Belgian political crisis: country’s unity at stake

Belgium has set a new record as the country has now been without a government for almost a year. It comes as the country’s two political parties struggle to reach a compromise over Belgium’s future.

French- and Dutch-speaking parties have been in talks since the elections last summer, but have made little progress. Many experts see secession ahead – and not just in Belgium, but across the EU.

Northern Flemings and southern Walloons clash on the streets.

Fed up with subsidizing its poor southern neighbour, the north wants an end to the situation. But the Walloons object, leaving the country without a government for nine months now, which is a world record.

Born to French parents in Flanders, Arnaud Deckers is at home in both cultures. So as Belgium breaks in two, he fears for his children’s future.

”If they split it will be much more difficult than now, because all these museums should be split, all these libraries will be split,” he told RT.

Schools already teach Walloon children on the ground floor, Flemish kids upstairs, which means de facto segregation.

The man behind the clashes, head of Flemish Interest Party Bruno Valkeniers, says that Belgium’s breakup will spark a wave of secession through the European Union.

“It will not end in Belgium. It will not end in Flanders,” he said. “Indeed, other countries like Great Britain, like Spain, like France – they will follow.”

Growing ethnic divides are fuelling separatist movements across the EU. From the shaky ceasefire after terrorist attacks in Basque Spain, to bombings in French Corsica.

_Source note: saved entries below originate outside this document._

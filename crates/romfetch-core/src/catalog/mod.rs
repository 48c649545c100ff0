//! Catalog lookup: find the newest archive and its MD5 for a device.
//!
//! The catalog is an HTML page at `<base>/?device=<name>` that lists builds
//! with a `.zip` link and a `<small class="md5">md5: ...</small>` annotation
//! each. Which entry is "newest" is decided only by [`select_latest`].

mod parse;

pub use parse::{parse_listing, Listing};

use thiserror::Error;
use url::Url;

use crate::checksum::Md5Hex;
use crate::control::InterruptFlag;
use crate::http::{self, CurlOptions};

/// Newest build for a device as published by the catalog.
#[derive(Debug, Clone, PartialEq, Eq)]
pub struct CatalogEntry {
    /// Absolute archive URL; its last path segment ends in `.zip`.
    pub url: String,
    pub checksum: Md5Hex,
}

#[derive(Debug, Error)]
pub enum CatalogError {
    /// The catalog answered with something other than 200. Fatal for the whole run.
    #[error("failed to get ROM catalog from {url}: HTTP {status}")]
    RemoteUnavailable { url: String, status: u32 },
    /// The catalog could not be reached at all. Fatal for the whole run.
    #[error("failed to get ROM catalog from {url}: {source}")]
    Transport {
        url: String,
        #[source]
        source: curl::Error,
    },
    /// The page has no archive link or no checksum. The device is skipped.
    #[error("ROM for device {device} seems not to be provided by the catalog")]
    DeviceNotListed { device: String },
    /// The request was aborted because the run was interrupted.
    #[error("catalog request interrupted")]
    Interrupted,
    #[error("invalid catalog URL {url}: {source}")]
    InvalidUrl {
        url: String,
        #[source]
        source: url::ParseError,
    },
}

impl CatalogError {
    /// Whether the error should stop the run instead of skipping one device.
    pub fn is_fatal(&self) -> bool {
        !matches!(self, CatalogError::DeviceNotListed { .. })
    }
}

/// Source of catalog entries. The pipeline only sees this trait.
pub trait Catalog {
    fn latest(&self, device: &str) -> Result<CatalogEntry, CatalogError>;
}

/// Picks the newest build from a parsed listing.
///
/// The catalog lists newest builds first, so this is the first archive and the
/// first checksum in document order. Nothing on the server guarantees that
/// ordering; if the page layout changes, this is the function to revisit.
/// A first checksum that could not be parsed counts as missing; the second
/// build's digest is never paired with the first build's archive.
pub fn select_latest(device: &str, listing: Listing) -> Result<CatalogEntry, CatalogError> {
    let not_listed = || CatalogError::DeviceNotListed {
        device: device.to_string(),
    };
    let url = listing.archives.into_iter().next().ok_or_else(not_listed)?;
    let checksum = listing
        .checksums
        .into_iter()
        .next()
        .flatten()
        .ok_or_else(not_listed)?;
    Ok(CatalogEntry { url, checksum })
}

/// Catalog served over HTTP by the vendor's download site.
#[derive(Debug, Clone)]
pub struct HttpCatalog {
    base: Url,
    curl: CurlOptions,
    interrupt: InterruptFlag,
}

impl HttpCatalog {
    pub fn new(base_url: &str, curl: CurlOptions) -> Result<Self, CatalogError> {
        let base = Url::parse(base_url).map_err(|source| CatalogError::InvalidUrl {
            url: base_url.to_string(),
            source,
        })?;
        Ok(Self {
            base,
            curl,
            interrupt: InterruptFlag::default(),
        })
    }

    /// Abort the page request once `flag` is raised.
    pub fn with_interrupt(mut self, flag: InterruptFlag) -> Self {
        self.interrupt = flag;
        self
    }

    /// Catalog page URL for `device`, e.g. `http://dwnld.aicp-rom.com/?device=bacon`.
    pub fn page_url(&self, device: &str) -> Url {
        let mut url = self.base.clone();
        url.set_fragment(None);
        url.query_pairs_mut().clear().append_pair("device", device);
        url
    }
}

impl Catalog for HttpCatalog {
    fn latest(&self, device: &str) -> Result<CatalogEntry, CatalogError> {
        let page = self.page_url(device);
        tracing::debug!(device, url = %page, "fetching catalog page");

        let (status, body) = match http::get_body(page.as_str(), &self.curl, &self.interrupt) {
            Ok(response) => response,
            Err(e) if e.is_aborted_by_callback() && self.interrupt.is_raised() => {
                return Err(CatalogError::Interrupted);
            }
            Err(source) => {
                return Err(CatalogError::Transport {
                    url: page.to_string(),
                    source,
                })
            }
        };
        if status != 200 {
            return Err(CatalogError::RemoteUnavailable {
                url: page.to_string(),
                status,
            });
        }

        let html = String::from_utf8_lossy(&body);
        let listing = parse_listing(&html, &page);
        tracing::debug!(
            device,
            archives = listing.archives.len(),
            checksums = listing.checksums.len(),
            "parsed catalog page"
        );
        select_latest(device, listing)
    }
}

#[cfg(test)]
mod tests {
    use super::*;

    fn md5(s: &str) -> Md5Hex {
        s.parse().unwrap()
    }

    #[test]
    fn select_latest_takes_first_in_document_order() {
        let listing = Listing {
            archives: vec!["b.zip".into(), "a.zip".into()],
            checksums: vec![Some(md5(&"a".repeat(32))), Some(md5(&"b".repeat(32)))],
        };
        let entry = select_latest("bacon", listing).unwrap();
        assert_eq!(entry.url, "b.zip");
        assert_eq!(entry.checksum, md5(&"a".repeat(32)));
    }

    #[test]
    fn select_latest_without_archives_is_not_listed() {
        let listing = Listing {
            archives: vec![],
            checksums: vec![Some(md5(&"a".repeat(32)))],
        };
        let err = select_latest("bacon", listing).unwrap_err();
        assert!(matches!(err, CatalogError::DeviceNotListed { ref device } if device == "bacon"));
        assert!(!err.is_fatal());
    }

    #[test]
    fn select_latest_without_checksums_is_not_listed() {
        let listing = Listing {
            archives: vec!["a.zip".into()],
            checksums: vec![],
        };
        assert!(matches!(
            select_latest("bacon", listing),
            Err(CatalogError::DeviceNotListed { .. })
        ));
    }

    #[test]
    fn unparsable_first_checksum_is_not_listed() {
        let listing = Listing {
            archives: vec!["b.zip".into(), "a.zip".into()],
            checksums: vec![None, Some(md5(&"b".repeat(32)))],
        };
        assert!(matches!(
            select_latest("bacon", listing),
            Err(CatalogError::DeviceNotListed { .. })
        ));
    }

    #[test]
    fn interrupted_lookup_is_not_a_skip() {
        assert!(CatalogError::Interrupted.is_fatal());
    }

    #[test]
    fn page_url_carries_device_query() {
        let c = HttpCatalog::new("http://dwnld.aicp-rom.com", CurlOptions::default()).unwrap();
        assert_eq!(
            c.page_url("bacon").as_str(),
            "http://dwnld.aicp-rom.com/?device=bacon"
        );
        let c = HttpCatalog::new("http://mirror.example.org/aicp/?device=old", CurlOptions::default())
            .unwrap();
        assert_eq!(
            c.page_url("one plus").as_str(),
            "http://mirror.example.org/aicp/?device=one+plus"
        );
    }

    #[test]
    fn remote_unavailable_is_fatal() {
        let err = CatalogError::RemoteUnavailable {
            url: "http://x/".into(),
            status: 503,
        };
        assert!(err.is_fatal());
        assert!(err.to_string().contains("HTTP 503"));
    }

    #[test]
    fn invalid_base_url() {
        assert!(matches!(
            HttpCatalog::new("not a url", CurlOptions::default()),
            Err(CatalogError::InvalidUrl { .. })
        ));
    }
}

“In Britain it is considered, at least if you believe the editorials, that it would be acceptable that Scotland secedes if there is a majority in a referendum,” said Bruno Coppieters, author of Just War Theory and the Ethics of Secession. “Such an attitude is not obvious or present in other European countries.”

Splits of a less harmonious kind could mean trouble ahead.

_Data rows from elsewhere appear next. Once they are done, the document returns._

//! MD5 verification of downloaded archives.
//!
//! The catalog publishes one MD5 per archive. A file whose recomputed digest
//! differs is deleted here, so only verified archives stay on disk.

use anyhow::{Context, Result};
use md5::{Digest, Md5};
use std::fmt;
use std::fs::{self, File};
use std::io::Read;
use std::path::Path;
use std::str::FromStr;

const BUF_SIZE: usize = 64 * 1024;

/// A 32-character MD5 hex digest, stored lowercase.
#[derive(Debug, Clone, PartialEq, Eq, Hash)]
pub struct Md5Hex(String);

#[derive(Debug, Clone, PartialEq, Eq, thiserror::Error)]
#[error("not an MD5 hex digest: {0:?}")]
pub struct InvalidMd5(pub String);

impl FromStr for Md5Hex {
    type Err = InvalidMd5;

    fn from_str(s: &str) -> Result<Self, Self::Err> {
        let s = s.trim();
        if s.len() == 32 && s.bytes().all(|b| b.is_ascii_hexdigit()) {
            Ok(Md5Hex(s.to_ascii_lowercase()))
        } else {
            Err(InvalidMd5(s.to_string()))
        }
    }
}

impl Md5Hex {
    pub fn as_str(&self) -> &str {
        &self.0
    }
}

impl fmt::Display for Md5Hex {
    fn fmt(&self, f: &mut fmt::Formatter<'_>) -> fmt::Result {
        f.write_str(&self.0)
    }
}

/// Outcome of checking a file against its published digest.
#[derive(Debug, Clone, PartialEq, Eq)]
pub enum Verification {
    Valid,
    /// The file did not match and has been removed.
    Mismatch { actual: Md5Hex },
}

/// Compute MD5 of a file and return the digest as lowercase hex.
/// Reads in 64 KiB blocks to keep memory use bounded on multi-GB archives.
pub fn md5_path(path: &Path) -> Result<Md5Hex> {
    let mut f = File::open(path).with_context(|| format!("open {}", path.display()))?;
    let mut hasher = Md5::new();
    let mut buf = vec![0u8; BUF_SIZE];
    loop {
        let n = f
            .read(&mut buf)
            .with_context(|| format!("read {}", path.display()))?;
        if n == 0 {
            break;
        }
        hasher.update(&buf[..n]);
    }
    Ok(Md5Hex(hex::encode(hasher.finalize())))
}

/// Check `path` against `expected`. On mismatch the file is deleted.
///
/// Calling this again on an unchanged file gives the same answer.
pub fn verify_file(path: &Path, expected: &Md5Hex) -> Result<Verification> {
    let actual = md5_path(path)?;
    if &actual == expected {
        tracing::debug!(path = %path.display(), md5 = %actual, "checksum ok");
        return Ok(Verification::Valid);
    }
    tracing::warn!(
        path = %path.display(),
        expected = %expected,
        actual = %actual,
        "checksum mismatch, removing file"
    );
    fs::remove_file(path).with_context(|| format!("remove {}", path.display()))?;
    Ok(Verification::Mismatch { actual })
}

“You cannot saw off the southern part of the country and hope it can float away,” said Giles Merritt from Security and Defense Agenda think tank. “You are stuck with a poorer neighbour.”

The EU seems unable to stop rising inequalities between its people. In the 21st century some see ten new states forming in Europe.

As ethnic tensions across the EU reaches a boiling point, separatists see light at the end of the tunnel. But that threatens the very integration concept of the European Union.